Dataset entries
****************************************
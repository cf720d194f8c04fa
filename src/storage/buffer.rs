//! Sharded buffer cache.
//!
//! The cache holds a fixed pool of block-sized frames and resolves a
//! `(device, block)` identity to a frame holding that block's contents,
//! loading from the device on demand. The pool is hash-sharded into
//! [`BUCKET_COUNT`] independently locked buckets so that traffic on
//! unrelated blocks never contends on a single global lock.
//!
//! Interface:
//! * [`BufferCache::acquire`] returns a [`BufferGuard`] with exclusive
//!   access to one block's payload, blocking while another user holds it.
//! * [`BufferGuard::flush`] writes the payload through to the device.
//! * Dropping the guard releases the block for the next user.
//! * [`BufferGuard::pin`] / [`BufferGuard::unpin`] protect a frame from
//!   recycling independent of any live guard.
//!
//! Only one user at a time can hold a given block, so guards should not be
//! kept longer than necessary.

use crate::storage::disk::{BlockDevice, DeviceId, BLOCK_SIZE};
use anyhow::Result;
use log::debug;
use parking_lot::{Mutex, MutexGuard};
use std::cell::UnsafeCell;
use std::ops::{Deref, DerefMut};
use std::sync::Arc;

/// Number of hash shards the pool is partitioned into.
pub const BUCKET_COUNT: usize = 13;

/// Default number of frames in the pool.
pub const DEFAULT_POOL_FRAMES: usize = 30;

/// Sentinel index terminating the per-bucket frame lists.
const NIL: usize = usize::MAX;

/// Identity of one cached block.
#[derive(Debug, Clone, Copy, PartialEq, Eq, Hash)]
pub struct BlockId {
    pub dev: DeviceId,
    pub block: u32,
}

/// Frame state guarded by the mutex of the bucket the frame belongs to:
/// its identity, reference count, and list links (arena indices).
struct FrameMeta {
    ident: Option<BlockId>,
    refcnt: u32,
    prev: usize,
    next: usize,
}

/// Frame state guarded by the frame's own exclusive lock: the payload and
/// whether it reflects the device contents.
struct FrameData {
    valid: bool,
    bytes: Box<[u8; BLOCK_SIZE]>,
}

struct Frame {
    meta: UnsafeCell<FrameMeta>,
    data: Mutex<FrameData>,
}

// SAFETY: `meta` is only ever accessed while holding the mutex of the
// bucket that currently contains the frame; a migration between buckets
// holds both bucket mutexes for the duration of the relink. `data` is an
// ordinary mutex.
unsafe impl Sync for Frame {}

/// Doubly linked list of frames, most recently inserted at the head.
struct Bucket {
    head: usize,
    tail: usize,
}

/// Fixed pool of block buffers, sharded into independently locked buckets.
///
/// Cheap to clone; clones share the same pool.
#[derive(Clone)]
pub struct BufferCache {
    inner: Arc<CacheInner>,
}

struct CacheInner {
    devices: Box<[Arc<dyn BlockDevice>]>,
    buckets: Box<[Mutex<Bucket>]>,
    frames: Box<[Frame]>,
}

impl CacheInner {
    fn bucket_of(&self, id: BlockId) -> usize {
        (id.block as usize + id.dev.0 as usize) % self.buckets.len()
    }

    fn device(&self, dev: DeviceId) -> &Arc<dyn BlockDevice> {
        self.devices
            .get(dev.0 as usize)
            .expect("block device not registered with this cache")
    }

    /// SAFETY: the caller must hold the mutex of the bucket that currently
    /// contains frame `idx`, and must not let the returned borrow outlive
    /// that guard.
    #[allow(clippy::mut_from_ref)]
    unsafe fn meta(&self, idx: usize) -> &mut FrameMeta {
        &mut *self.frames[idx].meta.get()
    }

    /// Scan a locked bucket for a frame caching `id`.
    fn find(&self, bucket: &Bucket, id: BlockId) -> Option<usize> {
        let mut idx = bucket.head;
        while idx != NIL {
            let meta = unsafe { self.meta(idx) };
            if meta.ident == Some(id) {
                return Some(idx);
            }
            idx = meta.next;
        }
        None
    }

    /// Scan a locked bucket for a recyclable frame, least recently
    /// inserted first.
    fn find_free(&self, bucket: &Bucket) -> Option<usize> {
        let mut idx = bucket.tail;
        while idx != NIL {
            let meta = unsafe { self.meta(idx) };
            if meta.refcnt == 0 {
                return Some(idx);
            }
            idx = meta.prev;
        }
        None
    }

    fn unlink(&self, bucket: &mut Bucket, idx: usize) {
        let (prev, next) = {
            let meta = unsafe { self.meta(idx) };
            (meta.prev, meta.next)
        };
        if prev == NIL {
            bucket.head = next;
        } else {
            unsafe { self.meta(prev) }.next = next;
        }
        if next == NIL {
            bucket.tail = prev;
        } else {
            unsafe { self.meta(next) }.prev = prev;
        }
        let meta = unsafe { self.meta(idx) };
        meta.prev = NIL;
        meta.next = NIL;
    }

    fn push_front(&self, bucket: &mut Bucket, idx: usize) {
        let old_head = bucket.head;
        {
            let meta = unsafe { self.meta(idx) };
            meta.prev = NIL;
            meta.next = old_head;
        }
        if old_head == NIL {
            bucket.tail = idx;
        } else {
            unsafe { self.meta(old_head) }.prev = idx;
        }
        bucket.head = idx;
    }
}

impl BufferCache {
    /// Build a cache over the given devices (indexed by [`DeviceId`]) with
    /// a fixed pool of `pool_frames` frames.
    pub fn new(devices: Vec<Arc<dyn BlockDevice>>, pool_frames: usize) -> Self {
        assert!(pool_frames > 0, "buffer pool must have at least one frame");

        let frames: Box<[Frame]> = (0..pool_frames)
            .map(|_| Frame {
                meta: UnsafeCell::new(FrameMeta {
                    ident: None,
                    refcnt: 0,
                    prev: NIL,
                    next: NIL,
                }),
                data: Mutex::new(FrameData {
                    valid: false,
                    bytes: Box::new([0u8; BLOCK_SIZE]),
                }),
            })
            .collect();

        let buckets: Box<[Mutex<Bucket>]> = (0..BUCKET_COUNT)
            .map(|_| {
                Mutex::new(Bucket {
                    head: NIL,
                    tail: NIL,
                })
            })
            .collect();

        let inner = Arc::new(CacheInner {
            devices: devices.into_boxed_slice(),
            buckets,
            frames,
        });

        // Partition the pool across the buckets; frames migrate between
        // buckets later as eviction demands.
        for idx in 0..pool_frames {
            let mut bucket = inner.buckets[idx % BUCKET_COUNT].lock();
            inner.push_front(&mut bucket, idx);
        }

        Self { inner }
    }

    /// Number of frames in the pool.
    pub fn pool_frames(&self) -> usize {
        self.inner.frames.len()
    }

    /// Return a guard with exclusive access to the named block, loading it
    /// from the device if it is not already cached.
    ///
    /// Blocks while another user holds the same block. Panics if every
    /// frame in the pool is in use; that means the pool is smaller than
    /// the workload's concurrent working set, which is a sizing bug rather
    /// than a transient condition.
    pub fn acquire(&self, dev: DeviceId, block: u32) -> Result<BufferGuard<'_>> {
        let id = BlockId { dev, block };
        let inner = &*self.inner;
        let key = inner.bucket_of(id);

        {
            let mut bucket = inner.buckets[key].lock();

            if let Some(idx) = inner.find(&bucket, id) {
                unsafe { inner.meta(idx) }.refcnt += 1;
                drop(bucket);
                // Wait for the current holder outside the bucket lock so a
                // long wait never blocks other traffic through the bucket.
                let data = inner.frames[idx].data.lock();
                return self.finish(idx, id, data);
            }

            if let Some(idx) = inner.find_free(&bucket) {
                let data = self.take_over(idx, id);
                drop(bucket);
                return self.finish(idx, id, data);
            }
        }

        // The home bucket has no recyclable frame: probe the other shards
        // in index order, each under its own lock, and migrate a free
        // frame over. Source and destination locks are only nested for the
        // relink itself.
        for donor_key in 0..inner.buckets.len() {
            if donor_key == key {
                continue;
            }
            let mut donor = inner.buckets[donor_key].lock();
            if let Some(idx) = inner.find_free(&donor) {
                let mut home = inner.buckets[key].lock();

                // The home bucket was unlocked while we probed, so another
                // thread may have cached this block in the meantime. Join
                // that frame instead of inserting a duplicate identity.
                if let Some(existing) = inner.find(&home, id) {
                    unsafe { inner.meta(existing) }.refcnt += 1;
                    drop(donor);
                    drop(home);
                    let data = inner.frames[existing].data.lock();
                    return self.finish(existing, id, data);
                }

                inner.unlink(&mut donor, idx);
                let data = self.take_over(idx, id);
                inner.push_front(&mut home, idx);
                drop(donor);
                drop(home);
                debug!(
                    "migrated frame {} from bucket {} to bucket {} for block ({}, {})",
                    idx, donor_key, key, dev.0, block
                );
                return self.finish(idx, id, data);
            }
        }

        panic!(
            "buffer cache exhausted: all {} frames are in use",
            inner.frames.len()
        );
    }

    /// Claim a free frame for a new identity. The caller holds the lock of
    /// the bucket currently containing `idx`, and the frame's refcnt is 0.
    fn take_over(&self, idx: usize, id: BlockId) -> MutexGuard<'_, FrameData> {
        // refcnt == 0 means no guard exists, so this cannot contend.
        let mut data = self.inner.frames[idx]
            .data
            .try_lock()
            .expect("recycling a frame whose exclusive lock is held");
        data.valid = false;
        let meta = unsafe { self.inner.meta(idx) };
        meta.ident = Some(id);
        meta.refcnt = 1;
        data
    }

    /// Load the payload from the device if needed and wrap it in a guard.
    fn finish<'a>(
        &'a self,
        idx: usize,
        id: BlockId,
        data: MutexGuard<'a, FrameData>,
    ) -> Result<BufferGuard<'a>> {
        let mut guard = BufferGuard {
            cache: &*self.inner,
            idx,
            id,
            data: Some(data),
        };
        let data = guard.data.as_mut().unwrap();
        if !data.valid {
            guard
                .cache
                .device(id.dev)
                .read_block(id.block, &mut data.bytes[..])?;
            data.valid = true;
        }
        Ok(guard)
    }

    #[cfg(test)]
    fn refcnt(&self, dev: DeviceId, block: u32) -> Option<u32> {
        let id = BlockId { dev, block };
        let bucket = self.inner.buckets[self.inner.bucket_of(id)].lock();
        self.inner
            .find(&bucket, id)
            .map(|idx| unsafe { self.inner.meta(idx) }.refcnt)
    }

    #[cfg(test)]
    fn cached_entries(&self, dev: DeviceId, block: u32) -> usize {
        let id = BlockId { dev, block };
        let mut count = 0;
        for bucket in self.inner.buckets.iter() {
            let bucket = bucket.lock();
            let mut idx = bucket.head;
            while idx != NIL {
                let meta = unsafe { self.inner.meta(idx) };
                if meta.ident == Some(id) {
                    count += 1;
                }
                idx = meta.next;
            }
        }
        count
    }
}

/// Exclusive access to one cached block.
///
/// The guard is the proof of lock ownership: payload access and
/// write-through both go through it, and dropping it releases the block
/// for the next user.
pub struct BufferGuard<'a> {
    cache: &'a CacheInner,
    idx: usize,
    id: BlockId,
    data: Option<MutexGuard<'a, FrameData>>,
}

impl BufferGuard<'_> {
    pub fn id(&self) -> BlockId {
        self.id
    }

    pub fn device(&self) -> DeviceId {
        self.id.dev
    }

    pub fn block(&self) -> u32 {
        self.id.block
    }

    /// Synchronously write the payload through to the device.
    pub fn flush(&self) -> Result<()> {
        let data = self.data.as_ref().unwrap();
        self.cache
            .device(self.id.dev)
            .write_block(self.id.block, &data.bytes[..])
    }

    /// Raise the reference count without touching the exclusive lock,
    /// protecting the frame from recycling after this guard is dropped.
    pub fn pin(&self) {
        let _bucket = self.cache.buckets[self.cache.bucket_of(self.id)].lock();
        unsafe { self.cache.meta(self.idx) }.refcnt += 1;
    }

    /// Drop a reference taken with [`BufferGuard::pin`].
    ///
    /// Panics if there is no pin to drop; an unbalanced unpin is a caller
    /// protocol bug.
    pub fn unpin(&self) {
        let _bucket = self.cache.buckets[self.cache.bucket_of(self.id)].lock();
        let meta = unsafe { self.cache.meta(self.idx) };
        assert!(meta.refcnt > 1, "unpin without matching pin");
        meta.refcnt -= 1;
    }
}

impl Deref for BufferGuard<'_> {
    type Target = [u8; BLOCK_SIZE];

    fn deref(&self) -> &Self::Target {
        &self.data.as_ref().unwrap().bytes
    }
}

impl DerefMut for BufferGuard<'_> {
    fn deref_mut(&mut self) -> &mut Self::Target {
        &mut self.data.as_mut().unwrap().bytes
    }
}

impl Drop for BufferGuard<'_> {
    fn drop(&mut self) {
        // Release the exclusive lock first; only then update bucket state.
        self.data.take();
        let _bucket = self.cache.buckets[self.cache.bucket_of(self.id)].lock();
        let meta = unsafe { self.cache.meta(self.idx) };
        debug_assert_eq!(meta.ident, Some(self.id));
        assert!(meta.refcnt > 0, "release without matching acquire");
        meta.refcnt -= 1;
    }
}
****************************************
- REQUIREMENT -
Could you retype exactly the lines from the first one of the records through the line containing "that traffic on", both included, and nothing more?

- ANSWER FOR THE TASK -
repository cf720d194f8c04fa
filename src/storage/buffer.rs
//! Sharded buffer cache.
//!
//! The cache holds a fixed pool of block-sized frames and resolves a
//! `(device, block)` identity to a frame holding that block's contents,
//! loading from the device on demand. The pool is hash-sharded into
//! [`BUCKET_COUNT`] independently locked buckets so that traffic on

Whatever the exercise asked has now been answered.